Georeferenced fin whale kills (crosses, panel A) by whalers operating from British Columbia shore stations between 1907 and 1967; and predictions of critical habitat (shaded from low (white) to high (black) probability, panel B) based on a model led relationships with oceanographic conditions (data from Nichol et al.(2002); figures from Gregr and Trites (2001))

The B.C. Cetacean Sightings Network (BCCSN) contains 83 fin whale sightings from 1985 to 2003; with the majority between 1999 and 2003, and virtually all provided by recreational boaters (Doug Sandilands, personal communication. Vancouver Marine Science Centre, P.O. Box 3232, Vancouver, BC, V6B 3X8). The sightings are concentrated around the Queen Charlotte Islands and in Hecate Strait, with some off the west coast of Vancouver Island (Figure 6). There are no recorded winter sightings, nor are there any contemporary sightings in the Strait of Georgia (J.K.B. Ford, personal communication). The last review of the status of marine mammals in the Strait of Georgia (Calambokidis and Baird 1994) made no mention of fin whales.

NMFS conducted 2-week summer surveys in the northern offshore waters of Washington State each year from 1995 to 2002 and did not sight a single fin whale (Calambokidis et al. 2004). Similarly, aerial surveys off the west coast of Washington and southwest coast of Vancouver Island in the early 1990s also did not spot any fin whales (Green et al. 1992 cited in Calambokidis et al. 2004).

Figure 6. Opportunistic sightings of fin whales in and around British Columbian waters (BCCSN, D. Sandilands, personal communication).

 Opportunistic sightings of fin whales in and around British Columbian waters(BCCSN, D. Sandilands, personal communication)
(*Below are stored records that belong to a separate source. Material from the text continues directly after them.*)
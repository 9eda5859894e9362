use std::collections::HashSet;

use serde::Serialize;
use tracing::debug;

use crate::model::{Task, TimelineState};

#[derive(Debug, Clone, Copy, PartialEq, Eq, Serialize)]
#[serde(rename_all = "lowercase")]
pub enum Severity {
    Warning,
    Error,
}

#[derive(Debug, Clone, PartialEq, Eq, Serialize)]
pub struct Issue {
    pub severity: Severity,
    pub subject: String,
    pub message: String,
}

impl Issue {
    fn error(subject: &str, message: String) -> Self {
        Self {
            severity: Severity::Error,
            subject: subject.to_string(),
            message,
        }
    }

    fn warning(subject: &str, message: String) -> Self {
        Self {
            severity: Severity::Warning,
            subject: subject.to_string(),
            message,
        }
    }
}

/// Checks the invariants the layout code relies on: only leaf tasks own
/// activities, ids are unique, and type references resolve.
#[tracing::instrument(skip(state))]
pub fn check_state(state: &TimelineState) -> Vec<Issue> {
    let mut issues = Vec::new();

    let mut type_ids = HashSet::new();
    for ty in &state.types {
        if !type_ids.insert(ty.id.as_str()) {
            issues.push(Issue::error(&ty.id, format!("duplicate type id {:?}", ty.id)));
        }
    }

    let mut task_ids = HashSet::new();
    let mut activity_ids = HashSet::new();
    let mut stack: Vec<&Task> = state.tasks.iter().rev().collect();
    while let Some(task) = stack.pop() {
        if !task_ids.insert(task.id.as_str()) {
            issues.push(Issue::error(&task.id, format!("duplicate task id {:?}", task.id)));
        }
        if !task.is_leaf() && !task.activities.is_empty() {
            issues.push(Issue::error(
                &task.id,
                format!(
                    "task {:?} has sub-tasks and {} activities; only leaf tasks may own activities",
                    task.name,
                    task.activities.len()
                ),
            ));
        }
        for act in &task.activities {
            if !activity_ids.insert(act.id.as_str()) {
                issues.push(Issue::error(&act.id, format!("duplicate activity id {:?}", act.id)));
            }
        }
        for id in &task.type_ids {
            if !type_ids.contains(id.as_str()) {
                issues.push(Issue::warning(
                    &task.id,
                    format!("task {:?} references unknown type {:?}", task.name, id),
                ));
            }
        }
        stack.extend(task.children.iter().rev());
    }

    for id in &state.settings.filter_type_ids {
        if !type_ids.contains(id.as_str()) {
            issues.push(Issue::warning(id, format!("filter references unknown type {id:?}")));
        }
    }

    debug!(count = issues.len(), "checked timeline state");
    issues
}

pub fn has_errors(issues: &[Issue]) -> bool {
    issues.iter().any(|issue| issue.severity == Severity::Error)
}

#[cfg(test)]
mod tests {
    use chrono::{TimeZone, Utc};

    use super::{Severity, check_state, has_errors};
    use crate::model::{Task, TimelineState};

    #[test]
    fn sample_state_is_clean() {
        let now = Utc.with_ymd_and_hms(2026, 2, 16, 5, 0, 0).unwrap();
        let issues = check_state(&TimelineState::sample(now));
        assert!(issues.is_empty(), "{issues:?}");
    }

    #[test]
    fn reports_parent_activities_and_dangling_types() {
        let now = Utc.with_ymd_and_hms(2026, 2, 16, 5, 0, 0).unwrap();
        let mut state = TimelineState::sample(now);
        let stray = state.tasks[1].activities[0].clone();
        state.tasks[0].activities.push(stray);
        state.tasks[1].type_ids.push("type-missing".to_string());
        state.tasks.push(Task::new("task-2", "Duplicate"));
        state.settings.filter_type_ids = vec!["nope".to_string()];

        let issues = check_state(&state);
        assert!(has_errors(&issues));

        let errors: Vec<_> = issues
            .iter()
            .filter(|i| i.severity == Severity::Error)
            .map(|i| i.subject.as_str())
            .collect();
        assert_eq!(errors, vec!["task-1", "act-301", "task-2"]);

        let warnings: Vec<_> = issues
            .iter()
            .filter(|i| i.severity == Severity::Warning)
            .map(|i| i.subject.as_str())
            .collect();
        assert_eq!(warnings, vec!["task-2", "nope"]);
    }
}
use std::fs;
use std::path::Path;

use chrono::{
  DateTime,
  NaiveDate,
  Utc
};
use serde::{
  Deserialize,
  Serialize
};
use tracing::{
  debug,
  trace
};

use crate::calendar::{
  add_days,
  days_between,
  today_utc
};
use crate::model::{
  Activity,
  Task
};

pub const TIMELINE_CONFIG_FILE: &str =
  "timeline.toml";

/// Visible date span. Both bounds are
/// whole UTC days.
#[derive(
  Debug,
  Clone,
  Copy,
  PartialEq,
  Eq,
  Serialize,
  Deserialize
)]
pub struct Window {
  pub min_date: NaiveDate,
  pub max_date: NaiveDate
}

impl Window {
  #[must_use]
  pub fn span_days(&self) -> i64 {
    days_between(
      self.max_date,
      self.min_date
    )
  }

  #[must_use]
  pub fn contains(
    &self,
    date: NaiveDate
  ) -> bool {
    self.min_date <= date
      && date <= self.max_date
  }
}

#[derive(
  Debug,
  Clone,
  Copy,
  PartialEq,
  Eq,
  Serialize,
  Deserialize
)]
pub struct WindowPolicy {
  #[serde(default = "default_days")]
  pub default_days:    i64,
  #[serde(
    default = "default_pad_before_days"
  )]
  pub pad_before_days: i64,
  #[serde(
    default = "default_pad_after_days"
  )]
  pub pad_after_days:  i64,
  #[serde(default = "default_min_days")]
  pub min_days:        i64,
  /// Caps how many timeline elements
  /// a render can produce.
  #[serde(default = "default_max_days")]
  pub max_days:        i64
}

/// Ceiling for every policy field,
/// about a century of days.
const MAX_POLICY_DAYS: i64 = 36_525;

fn default_days() -> i64 {
  90
}

fn default_pad_before_days() -> i64 {
  15
}

fn default_pad_after_days() -> i64 {
  30
}

fn default_min_days() -> i64 {
  180
}

fn default_max_days() -> i64 {
  365 * 3
}

impl Default for WindowPolicy {
  fn default() -> Self {
    Self {
      default_days:    default_days(),
      pad_before_days:
        default_pad_before_days(),
      pad_after_days:
        default_pad_after_days(),
      min_days:        default_min_days(),
      max_days:        default_max_days()
    }
  }
}

#[derive(Debug, Default, Deserialize)]
struct TimelineConfig {
  #[serde(default)]
  window: Option<WindowPolicy>
}

impl WindowPolicy {
  /// Reads the `[window]` table of a
  /// `timeline.toml`. Missing or
  /// unreadable files yield the
  /// defaults.
  #[tracing::instrument]
  pub fn load(path: &Path) -> Self {
    if !path.exists() {
      tracing::info!(
        file = %path.display(),
        "timeline config file not found; using default window policy"
      );
      return Self::default();
    }

    let raw = match fs::read_to_string(
      path
    ) {
      | Ok(raw) => raw,
      | Err(err) => {
        tracing::error!(
          file = %path.display(),
          error = %err,
          "failed reading timeline config file"
        );
        return Self::default();
      }
    };

    Self::from_toml(&raw)
  }

  pub fn from_toml(raw: &str) -> Self {
    match toml::from_str::<
      TimelineConfig
    >(raw)
    {
      | Ok(parsed) => {
        let mut policy = parsed
          .window
          .unwrap_or_default();
        policy.sanitize();
        tracing::info!(
          min_days = policy.min_days,
          max_days = policy.max_days,
          "loaded window policy"
        );
        policy
      }
      | Err(error) => {
        tracing::error!(%error, "failed parsing timeline config; using defaults");
        Self::default()
      }
    }
  }

  fn sanitize(&mut self) {
    if self.default_days <= 0 {
      self.default_days =
        default_days();
    }
    if self.pad_before_days < 0 {
      self.pad_before_days =
        default_pad_before_days();
    }
    if self.pad_after_days < 0 {
      self.pad_after_days =
        default_pad_after_days();
    }
    if self.min_days <= 0 {
      self.min_days = default_min_days();
    }
    if self.max_days <= 0 {
      self.max_days = default_max_days();
    }
    self.default_days =
      self.default_days.min(MAX_POLICY_DAYS);
    self.pad_before_days = self
      .pad_before_days
      .min(MAX_POLICY_DAYS);
    self.pad_after_days = self
      .pad_after_days
      .min(MAX_POLICY_DAYS);
    self.min_days =
      self.min_days.min(MAX_POLICY_DAYS);
    self.max_days =
      self.max_days.min(MAX_POLICY_DAYS);
    if self.max_days < self.min_days {
      self.max_days = self.min_days;
    }
  }
}

/// Every activity in the tree, in
/// depth-first order. Type filters
/// are not applied.
pub fn collect_activities(
  tasks: &[Task]
) -> Vec<&Activity> {
  let mut out = Vec::new();
  let mut stack: Vec<&Task> =
    tasks.iter().rev().collect();
  while let Some(task) = stack.pop() {
    out.extend(task.activities.iter());
    stack.extend(
      task.children.iter().rev()
    );
  }
  out
}

#[tracing::instrument(skip(tasks))]
pub fn compute_window(
  tasks: &[Task],
  now: DateTime<Utc>
) -> Window {
  compute_window_with(
    tasks,
    now,
    &WindowPolicy::default()
  )
}

#[tracing::instrument(skip(
  tasks, policy
))]
pub fn compute_window_with(
  tasks: &[Task],
  now: DateTime<Utc>,
  policy: &WindowPolicy
) -> Window {
  let activities =
    collect_activities(tasks);
  let lower = activities
    .iter()
    .map(|a| a.date)
    .min();
  let upper = activities
    .iter()
    .map(|a| a.date)
    .max();

  let (Some(lower), Some(upper)) =
    (lower, upper)
  else {
    let today = today_utc(now);
    debug!(%today, "no activities; using default forward window");
    return Window {
      min_date: today,
      max_date: add_days(
        today,
        policy.default_days
      )
    };
  };

  let lower = add_days(
    lower,
    -policy.pad_before_days
  );
  let upper = add_days(
    upper,
    policy.pad_after_days
  );
  let span = days_between(upper, lower);
  trace!(%lower, %upper, span, "padded activity range");

  let window = if span < policy.min_days
  {
    recenter(
      lower,
      span,
      policy.min_days
    )
  } else if span > policy.max_days {
    recenter(
      lower,
      span,
      policy.max_days
    )
  } else {
    Window {
      min_date: lower,
      max_date: upper
    }
  };

  debug!(
    activities = activities.len(),
    min = %window.min_date,
    max = %window.max_date,
    "computed timeline window"
  );
  window
}

/// Keeps the midpoint of
/// `[lower, lower + span]` (to within
/// half a day) and forces the span to
/// `target` days.
fn recenter(
  lower: NaiveDate,
  span: i64,
  target: i64
) -> Window {
  let shift =
    (span - target).div_euclid(2);
  let min_date = add_days(lower, shift);
  Window {
    min_date,
    max_date: add_days(min_date, target)
  }
}

#[cfg(test)]
mod tests {
  use chrono::{
    NaiveDate,
    TimeZone,
    Utc
  };

  use super::{
    Window,
    WindowPolicy,
    collect_activities,
    compute_window,
    compute_window_with
  };
  use crate::calendar::{
    add_days,
    days_between
  };
  use crate::model::{
    Activity,
    Task
  };

  fn ymd(
    y: i32,
    m: u32,
    d: u32
  ) -> NaiveDate {
    NaiveDate::from_ymd_opt(y, m, d)
      .expect("valid date")
  }

  fn leaf(
    id: &str,
    dates: &[NaiveDate]
  ) -> Task {
    let mut task = Task::new(id, id);
    task.activities = dates
      .iter()
      .enumerate()
      .map(|(idx, date)| Activity {
        id:          format!(
          "{id}-act-{idx}"
        ),
        date:        *date,
        description: String::new()
      })
      .collect();
    task
  }

  fn now() -> chrono::DateTime<Utc> {
    Utc
      .with_ymd_and_hms(
        2026, 2, 17, 18, 30, 0
      )
      .single()
      .expect("valid now")
  }

  #[test]
  fn empty_tree_uses_forward_default() {
    let window = compute_window(&[], now());
    assert_eq!(
      window,
      Window {
        min_date: ymd(2026, 2, 17),
        max_date: ymd(2026, 5, 18)
      }
    );
    assert_eq!(window.span_days(), 90);
  }

  #[test]
  fn short_ranges_widen_to_minimum_span()
  {
    let tasks = vec![leaf(
      "a",
      &[ymd(2024, 3, 1), ymd(2024, 3, 10)]
    )];
    let window =
      compute_window(&tasks, now());
    assert_eq!(window.span_days(), 180);

    // padded range: 2024-02-15 ..
    // 2024-04-09
    let padded_mid = add_days(
      ymd(2024, 2, 15),
      days_between(
        ymd(2024, 4, 9),
        ymd(2024, 2, 15)
      ) / 2
    );
    let mid = add_days(
      window.min_date,
      window.span_days() / 2
    );
    assert!(
      days_between(mid, padded_mid).abs()
        <= 1
    );
  }

  #[test]
  fn natural_span_is_kept_after_padding()
  {
    let tasks = vec![leaf(
      "a",
      &[ymd(2024, 1, 1), ymd(2024, 12, 1)]
    )];
    let window =
      compute_window(&tasks, now());
    assert_eq!(
      window,
      Window {
        min_date: ymd(2023, 12, 17),
        max_date: ymd(2024, 12, 31)
      }
    );
  }

  #[test]
  fn long_ranges_clamp_to_three_years() {
    let tasks = vec![
      leaf("a", &[ymd(2018, 1, 1)]),
      leaf("b", &[ymd(2026, 1, 1)]),
    ];
    let window =
      compute_window(&tasks, now());
    assert_eq!(window.span_days(), 1095);

    let padded_lower = ymd(2017, 12, 17);
    let padded_upper = ymd(2026, 1, 31);
    let padded_mid = add_days(
      padded_lower,
      days_between(
        padded_upper,
        padded_lower
      ) / 2
    );
    let mid = add_days(
      window.min_date,
      window.span_days() / 2
    );
    assert!(
      days_between(mid, padded_mid).abs()
        <= 1
    );
  }

  #[test]
  fn window_ignores_nesting_and_today() {
    let mut parent = Task::new("p", "P");
    parent.children = vec![
      leaf("c1", &[ymd(2030, 6, 1)]),
      leaf("c2", &[ymd(2030, 1, 1)]),
    ];
    let tasks = vec![parent];
    assert_eq!(
      collect_activities(&tasks).len(),
      2
    );
    let window =
      compute_window(&tasks, now());
    assert!(
      window.contains(ymd(2030, 1, 1))
    );
    assert!(
      window.contains(ymd(2030, 6, 1))
    );
    assert!(
      !window.contains(ymd(2026, 2, 17))
    );
  }

  #[test]
  fn policy_from_toml_is_sanitized() {
    let policy = WindowPolicy::from_toml(
      "[window]\nmin_days = 400\nmax_days \
       = 30\npad_after_days = -1\n"
    );
    assert_eq!(policy.min_days, 400);
    assert_eq!(policy.max_days, 400);
    assert_eq!(policy.pad_after_days, 30);
    assert_eq!(policy.pad_before_days, 15);

    let tasks =
      vec![leaf("a", &[ymd(2024, 3, 1)])];
    let window = compute_window_with(
      &tasks,
      now(),
      &policy
    );
    assert_eq!(window.span_days(), 400);
  }

  #[test]
  fn oversized_policy_values_are_capped()
  {
    let policy = WindowPolicy::from_toml(
      "[window]\npad_after_days = \
       9223372036854775807\n"
    );
    assert_eq!(
      policy.pad_after_days,
      36_525
    );

    let tasks =
      vec![leaf("a", &[ymd(2024, 1, 1)])];
    let window = compute_window_with(
      &tasks,
      now(),
      &policy
    );
    assert_eq!(
      window.span_days(),
      policy.max_days
    );

    let raw = WindowPolicy {
      pad_before_days: i64::MAX,
      pad_after_days: i64::MAX,
      ..WindowPolicy::default()
    };
    let window =
      compute_window_with(&tasks, now(), &raw);
    assert!(window.min_date <= window.max_date);
  }

  #[test]
  fn broken_toml_falls_back_to_defaults()
  {
    assert_eq!(
      WindowPolicy::from_toml(
        "[window\nmin_days ="
      ),
      WindowPolicy::default()
    );
  }
}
A recent (2004) line-transect survey of British Columbia’s inshore waters did not produce enough sightings to generate a population estimate. However, observations in Queen Charlotte Sound and Dixon Entrance served to confirm the limited inshore distribution of the species in the Canadian Pacific (Rob Williams, personal communication, Raincoast Conservation Society, Pearse Island, P.O. Box 193 Alert Bay, BC, V0N 1A0).